*** Opening MATERIAL PROVIDED ***
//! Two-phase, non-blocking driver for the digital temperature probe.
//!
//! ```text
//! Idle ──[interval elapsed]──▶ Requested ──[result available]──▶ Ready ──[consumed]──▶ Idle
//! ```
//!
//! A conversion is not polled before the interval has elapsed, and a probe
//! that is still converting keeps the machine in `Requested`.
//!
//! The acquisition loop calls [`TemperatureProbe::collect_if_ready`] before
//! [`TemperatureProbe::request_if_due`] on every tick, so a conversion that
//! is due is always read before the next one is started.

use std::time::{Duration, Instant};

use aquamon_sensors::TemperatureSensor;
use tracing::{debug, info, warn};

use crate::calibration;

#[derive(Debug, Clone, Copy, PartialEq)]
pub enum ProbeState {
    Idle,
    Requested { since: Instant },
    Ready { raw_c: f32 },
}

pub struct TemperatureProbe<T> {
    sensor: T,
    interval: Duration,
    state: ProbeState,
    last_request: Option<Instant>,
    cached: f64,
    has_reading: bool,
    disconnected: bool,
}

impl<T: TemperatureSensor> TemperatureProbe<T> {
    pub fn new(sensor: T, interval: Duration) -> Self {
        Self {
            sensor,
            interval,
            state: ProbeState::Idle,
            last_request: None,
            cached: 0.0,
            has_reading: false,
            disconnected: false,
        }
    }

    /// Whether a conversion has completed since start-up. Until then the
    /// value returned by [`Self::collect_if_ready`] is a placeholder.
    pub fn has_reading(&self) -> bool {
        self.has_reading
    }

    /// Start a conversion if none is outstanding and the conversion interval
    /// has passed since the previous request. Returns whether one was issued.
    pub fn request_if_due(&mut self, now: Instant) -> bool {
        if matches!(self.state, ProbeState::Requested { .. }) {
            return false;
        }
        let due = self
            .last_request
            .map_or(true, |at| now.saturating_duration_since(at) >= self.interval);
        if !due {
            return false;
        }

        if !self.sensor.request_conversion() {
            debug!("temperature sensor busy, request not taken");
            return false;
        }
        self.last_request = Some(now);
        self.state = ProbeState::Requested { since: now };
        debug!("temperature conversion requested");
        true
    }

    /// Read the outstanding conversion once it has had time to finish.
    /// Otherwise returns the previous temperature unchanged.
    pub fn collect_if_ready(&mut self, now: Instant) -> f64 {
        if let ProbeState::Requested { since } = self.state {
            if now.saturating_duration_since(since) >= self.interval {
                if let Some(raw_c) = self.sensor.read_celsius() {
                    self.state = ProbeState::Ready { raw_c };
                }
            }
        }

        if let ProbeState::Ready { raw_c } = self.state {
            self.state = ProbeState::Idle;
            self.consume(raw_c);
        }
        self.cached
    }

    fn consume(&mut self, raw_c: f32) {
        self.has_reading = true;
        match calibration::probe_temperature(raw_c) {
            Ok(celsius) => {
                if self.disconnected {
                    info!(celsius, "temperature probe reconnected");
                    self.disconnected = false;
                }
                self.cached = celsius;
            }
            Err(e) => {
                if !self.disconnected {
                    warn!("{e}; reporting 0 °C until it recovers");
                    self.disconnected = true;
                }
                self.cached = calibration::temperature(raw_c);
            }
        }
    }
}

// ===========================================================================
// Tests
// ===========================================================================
*** Closing MATERIAL PROVIDED ***
*** Opening MATERIAL PROVIDED ***
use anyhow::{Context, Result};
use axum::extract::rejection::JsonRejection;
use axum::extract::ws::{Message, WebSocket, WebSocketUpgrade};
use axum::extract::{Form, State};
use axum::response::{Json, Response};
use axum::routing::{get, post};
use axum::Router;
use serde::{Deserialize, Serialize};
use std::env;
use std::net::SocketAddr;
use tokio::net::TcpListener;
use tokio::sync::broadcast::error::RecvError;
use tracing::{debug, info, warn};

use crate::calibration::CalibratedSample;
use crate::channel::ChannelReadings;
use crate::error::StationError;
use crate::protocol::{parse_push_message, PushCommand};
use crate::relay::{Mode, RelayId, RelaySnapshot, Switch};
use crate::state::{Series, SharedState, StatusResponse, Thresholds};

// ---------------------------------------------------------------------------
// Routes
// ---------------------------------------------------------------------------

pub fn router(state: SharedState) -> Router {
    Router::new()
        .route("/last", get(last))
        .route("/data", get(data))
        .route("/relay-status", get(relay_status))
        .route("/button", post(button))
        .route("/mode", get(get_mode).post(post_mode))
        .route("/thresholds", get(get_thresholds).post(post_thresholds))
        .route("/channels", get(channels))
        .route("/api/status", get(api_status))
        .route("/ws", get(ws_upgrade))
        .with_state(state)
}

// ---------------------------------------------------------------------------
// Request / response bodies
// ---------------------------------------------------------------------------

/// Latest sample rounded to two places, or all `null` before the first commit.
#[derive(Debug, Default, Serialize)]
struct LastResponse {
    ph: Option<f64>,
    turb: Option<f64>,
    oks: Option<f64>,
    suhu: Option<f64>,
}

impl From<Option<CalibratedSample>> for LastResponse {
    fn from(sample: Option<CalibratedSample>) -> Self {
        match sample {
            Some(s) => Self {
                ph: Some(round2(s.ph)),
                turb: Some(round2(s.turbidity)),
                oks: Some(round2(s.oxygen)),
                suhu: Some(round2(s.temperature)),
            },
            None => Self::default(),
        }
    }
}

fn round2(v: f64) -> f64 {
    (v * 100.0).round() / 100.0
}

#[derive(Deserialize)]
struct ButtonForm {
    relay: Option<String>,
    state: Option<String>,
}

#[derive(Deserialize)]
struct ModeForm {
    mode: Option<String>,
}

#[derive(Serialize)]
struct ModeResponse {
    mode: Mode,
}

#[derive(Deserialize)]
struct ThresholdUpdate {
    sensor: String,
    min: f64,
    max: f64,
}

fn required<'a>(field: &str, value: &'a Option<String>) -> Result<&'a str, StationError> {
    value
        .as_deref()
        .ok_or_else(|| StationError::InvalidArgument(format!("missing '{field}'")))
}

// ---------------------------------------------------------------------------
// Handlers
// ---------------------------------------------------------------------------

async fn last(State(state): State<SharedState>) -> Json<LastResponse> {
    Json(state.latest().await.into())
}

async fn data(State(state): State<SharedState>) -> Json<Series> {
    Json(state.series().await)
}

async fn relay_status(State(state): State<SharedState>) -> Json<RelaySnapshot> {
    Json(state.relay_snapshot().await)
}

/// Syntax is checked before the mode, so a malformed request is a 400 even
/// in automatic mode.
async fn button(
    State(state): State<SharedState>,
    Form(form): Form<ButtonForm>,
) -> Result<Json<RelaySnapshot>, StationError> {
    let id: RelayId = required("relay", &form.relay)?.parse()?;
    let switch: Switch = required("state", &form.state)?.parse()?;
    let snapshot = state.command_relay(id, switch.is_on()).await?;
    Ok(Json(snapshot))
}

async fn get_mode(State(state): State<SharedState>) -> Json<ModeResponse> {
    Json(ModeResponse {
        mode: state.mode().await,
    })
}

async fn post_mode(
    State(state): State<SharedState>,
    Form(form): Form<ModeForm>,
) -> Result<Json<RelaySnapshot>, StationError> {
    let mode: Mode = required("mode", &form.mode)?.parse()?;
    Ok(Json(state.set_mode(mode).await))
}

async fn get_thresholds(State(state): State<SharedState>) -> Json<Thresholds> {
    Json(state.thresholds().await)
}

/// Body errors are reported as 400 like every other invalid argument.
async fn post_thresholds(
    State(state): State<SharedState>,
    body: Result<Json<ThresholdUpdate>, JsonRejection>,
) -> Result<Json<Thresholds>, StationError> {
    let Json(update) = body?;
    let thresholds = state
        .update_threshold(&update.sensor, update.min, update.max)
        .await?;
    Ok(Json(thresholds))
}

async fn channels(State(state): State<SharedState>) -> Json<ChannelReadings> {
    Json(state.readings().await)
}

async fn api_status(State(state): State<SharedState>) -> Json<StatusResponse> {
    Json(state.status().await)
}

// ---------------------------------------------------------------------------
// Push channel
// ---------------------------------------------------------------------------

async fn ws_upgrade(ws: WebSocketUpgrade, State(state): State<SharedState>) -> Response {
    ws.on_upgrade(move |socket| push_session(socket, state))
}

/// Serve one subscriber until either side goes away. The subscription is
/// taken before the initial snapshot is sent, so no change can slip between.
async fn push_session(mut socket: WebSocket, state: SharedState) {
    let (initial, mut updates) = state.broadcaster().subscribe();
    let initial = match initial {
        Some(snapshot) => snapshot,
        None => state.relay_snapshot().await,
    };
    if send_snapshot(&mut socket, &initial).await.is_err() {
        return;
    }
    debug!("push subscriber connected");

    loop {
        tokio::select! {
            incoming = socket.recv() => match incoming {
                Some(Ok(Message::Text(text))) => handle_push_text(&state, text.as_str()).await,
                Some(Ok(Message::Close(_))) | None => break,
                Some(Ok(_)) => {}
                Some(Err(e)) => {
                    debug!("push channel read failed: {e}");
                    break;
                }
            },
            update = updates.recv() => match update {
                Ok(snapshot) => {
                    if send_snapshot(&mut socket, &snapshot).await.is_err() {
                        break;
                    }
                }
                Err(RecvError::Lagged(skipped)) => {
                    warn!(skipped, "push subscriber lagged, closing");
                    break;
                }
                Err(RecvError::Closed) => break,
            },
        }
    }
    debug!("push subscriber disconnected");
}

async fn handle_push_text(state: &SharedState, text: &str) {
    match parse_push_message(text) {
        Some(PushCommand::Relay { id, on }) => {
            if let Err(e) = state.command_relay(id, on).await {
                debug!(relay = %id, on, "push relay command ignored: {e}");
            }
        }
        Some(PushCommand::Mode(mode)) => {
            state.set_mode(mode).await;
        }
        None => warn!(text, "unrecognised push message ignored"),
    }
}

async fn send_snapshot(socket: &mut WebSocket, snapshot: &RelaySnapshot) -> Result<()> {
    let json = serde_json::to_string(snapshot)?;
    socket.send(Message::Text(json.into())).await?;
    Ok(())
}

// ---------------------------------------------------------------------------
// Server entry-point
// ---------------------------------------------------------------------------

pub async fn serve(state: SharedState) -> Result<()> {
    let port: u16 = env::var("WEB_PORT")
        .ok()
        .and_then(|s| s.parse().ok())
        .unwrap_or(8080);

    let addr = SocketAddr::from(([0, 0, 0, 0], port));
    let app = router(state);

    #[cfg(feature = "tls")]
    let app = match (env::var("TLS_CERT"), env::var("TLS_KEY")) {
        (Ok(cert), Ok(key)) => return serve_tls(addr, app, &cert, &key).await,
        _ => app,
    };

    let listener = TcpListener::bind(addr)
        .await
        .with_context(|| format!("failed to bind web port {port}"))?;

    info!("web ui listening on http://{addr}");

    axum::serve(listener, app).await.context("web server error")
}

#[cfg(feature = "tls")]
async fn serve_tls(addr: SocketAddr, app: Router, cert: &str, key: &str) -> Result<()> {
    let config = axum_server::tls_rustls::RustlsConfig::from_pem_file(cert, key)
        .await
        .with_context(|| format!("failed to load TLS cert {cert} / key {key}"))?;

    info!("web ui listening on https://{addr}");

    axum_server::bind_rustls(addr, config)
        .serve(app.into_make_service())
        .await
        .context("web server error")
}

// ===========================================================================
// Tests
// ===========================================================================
*** Closing MATERIAL PROVIDED ***
### INSTRUCTIONS FOR THE TASK
In the material above, how many lines have the word "failed"? Give that number and nothing else.

### WRITTEN ANSWER
3